━━━━━ PROVIDED DATA

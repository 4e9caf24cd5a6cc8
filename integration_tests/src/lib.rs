//! Cross-contract scenarios for the condominium treasury live in `tests/`.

━━━━━━━━━━

TASK REQUIREMENTS
Nothing in the listing should change; repeat it in full.

EXERCISE ANSWER
repository 4e9caf24cd5a6cc8
filename integration_tests/src/lib.rs
//! Cross-contract scenarios for the condominium treasury live in `tests/`.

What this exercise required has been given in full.